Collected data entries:
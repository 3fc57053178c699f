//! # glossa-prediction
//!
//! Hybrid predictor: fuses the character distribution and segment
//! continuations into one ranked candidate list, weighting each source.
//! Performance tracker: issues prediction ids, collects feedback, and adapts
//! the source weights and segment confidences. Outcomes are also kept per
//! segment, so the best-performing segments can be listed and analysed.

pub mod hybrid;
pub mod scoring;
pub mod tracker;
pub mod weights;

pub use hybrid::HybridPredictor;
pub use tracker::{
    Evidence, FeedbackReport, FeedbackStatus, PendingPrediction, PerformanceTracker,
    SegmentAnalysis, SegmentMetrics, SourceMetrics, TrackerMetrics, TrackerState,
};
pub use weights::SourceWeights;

YOUR INSTRUCTIONS >>
Each entry above is to be quoted exactly.

RESPONSE BELOW >>
repository 3fc57053178c699f
//! # glossa-prediction
//!
//! Hybrid predictor: fuses the character distribution and segment
//! continuations into one ranked candidate list, weighting each source.
//! Performance tracker: issues prediction ids, collects feedback, and adapts
//! the source weights and segment confidences. Outcomes are also kept per
//! segment, so the best-performing segments can be listed and analysed.

pub mod hybrid;
pub mod scoring;
pub mod tracker;
pub mod weights;

pub use hybrid::HybridPredictor;
pub use tracker::{
    Evidence, FeedbackReport, FeedbackStatus, PendingPrediction, PerformanceTracker,
    SegmentAnalysis, SegmentMetrics, SourceMetrics, TrackerMetrics, TrackerState,
};
pub use weights::SourceWeights;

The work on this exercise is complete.